*Instructions to follow*
Return, from the data below, each line that contains the word "info".

*Record extracts*

//! Side-file persistence for [`LibraryIndex`].
//!
//! The side file is a JSON object whose `checksum` field is the SeaHash of
//! the compact serialization of every other field.

use std::fs::File;
use std::io::{BufReader, BufWriter, Write};
use std::path::{Path, PathBuf};

use chrono::{DateTime, Utc};
use log::{debug, info, warn};
use serde::{Deserialize, Serialize};
use tempfile::NamedTempFile;

use super::{Fingerprint, IndexConfig, IndexEntry, IndexError, LibraryFormat, LibraryIndex};

/// Side file layout version
pub const INDEX_FILE_VERSION: u32 = 1;

/// Suffix appended to the source file name
const INDEX_SUFFIX: &str = ".index.json";

#[derive(Debug, Serialize, Deserialize)]
struct IndexPayload {
    version: u32,
    format: LibraryFormat,
    created: DateTime<Utc>,
    fingerprint: Fingerprint,
    spectra: Vec<IndexEntry>,
    clusters: Vec<IndexEntry>,
}

#[derive(Debug, Serialize, Deserialize)]
struct IndexFile {
    #[serde(flatten)]
    payload: IndexPayload,
    checksum: u64,
}

fn checksum(payload: &IndexPayload) -> Result<u64, serde_json::Error> {
    Ok(seahash::hash(&serde_json::to_vec(payload)?))
}

/// Side file path for a library: `<source>.index.json`
pub fn index_path_for<P: AsRef<Path>>(source: P) -> PathBuf {
    let mut name = source.as_ref().as_os_str().to_owned();
    name.push(INDEX_SUFFIX);
    PathBuf::from(name)
}

impl LibraryIndex {
    /// Write the index to `path`, replacing any existing file atomically
    pub fn save<P: AsRef<Path>>(&self, path: P) -> Result<(), IndexError> {
        let path = path.as_ref();
        let payload = IndexPayload {
            version: INDEX_FILE_VERSION,
            format: self.format,
            created: self.created,
            fingerprint: self.fingerprint,
            spectra: self.spectra.clone(),
            clusters: self.clusters.clone(),
        };
        let checksum = checksum(&payload).map_err(|e| IndexError::CorruptIndex {
            path: path.to_path_buf(),
            reason: e.to_string(),
        })?;
        let file = IndexFile { payload, checksum };

        let dir = match path.parent() {
            Some(dir) if !dir.as_os_str().is_empty() => dir,
            _ => Path::new("."),
        };
        let temp = NamedTempFile::new_in(dir)?;
        {
            let mut writer = BufWriter::new(temp.as_file());
            serde_json::to_writer(&mut writer, &file).map_err(std::io::Error::from)?;
            writer.flush()?;
        }
        temp.persist(path).map_err(|e| IndexError::Io(e.error))?;
        debug!("Saved index to {}", path.display());
        Ok(())
    }

    /// Read an index from `path`, verifying its checksum
    pub fn load<P: AsRef<Path>>(path: P) -> Result<Self, IndexError> {
        let path = path.as_ref();
        let corrupt = |reason: String| IndexError::CorruptIndex {
            path: path.to_path_buf(),
            reason,
        };

        let file = File::open(path)?;
        let file: IndexFile =
            serde_json::from_reader(BufReader::new(file)).map_err(|e| corrupt(e.to_string()))?;
        if file.payload.version != INDEX_FILE_VERSION {
            return Err(corrupt(format!(
                "unsupported index version {}",
                file.payload.version
            )));
        }
        let expected = checksum(&file.payload).map_err(|e| corrupt(e.to_string()))?;
        if expected != file.checksum {
            return Err(corrupt(format!(
                "checksum mismatch (stored {:016x}, computed {:016x})",
                file.checksum, expected
            )));
        }

        let payload = file.payload;
        Ok(Self::from_parts(
            payload.format,
            payload.fingerprint,
            payload.created,
            payload.spectra,
            payload.clusters,
        ))
    }

    /// Load the side file for `source`, rebuilding and saving it when it is
    /// missing, corrupt or stale
    pub fn load_or_build<P: AsRef<Path>>(source: P, config: &IndexConfig) -> Result<Self, IndexError> {
        let source = source.as_ref();
        let index_path = index_path_for(source);

        if index_path.exists() {
            match Self::load(&index_path) {
                Ok(index) => {
                    if !config.rebuild_if_stale || !index.is_stale(source)? {
                        debug!("Using index {}", index_path.display());
                        return Ok(index);
                    }
                    info!("Index {} is stale, rebuilding", index_path.display());
                }
                Err(IndexError::CorruptIndex { reason, .. }) => {
                    warn!(
                        "Index {} is corrupt ({}), rebuilding",
                        index_path.display(),
                        reason
                    );
                }
                Err(e) => return Err(e),
            }
        } else {
            info!("No index for {}, building", source.display());
        }

        let index = Self::build(source)?;
        index.save(&index_path)?;
        Ok(index)
    }
}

*Answer below*
use log::{debug, info, warn};
                    info!("Index {} is stale, rebuilding", index_path.display());
            info!("No index for {}, building", source.display());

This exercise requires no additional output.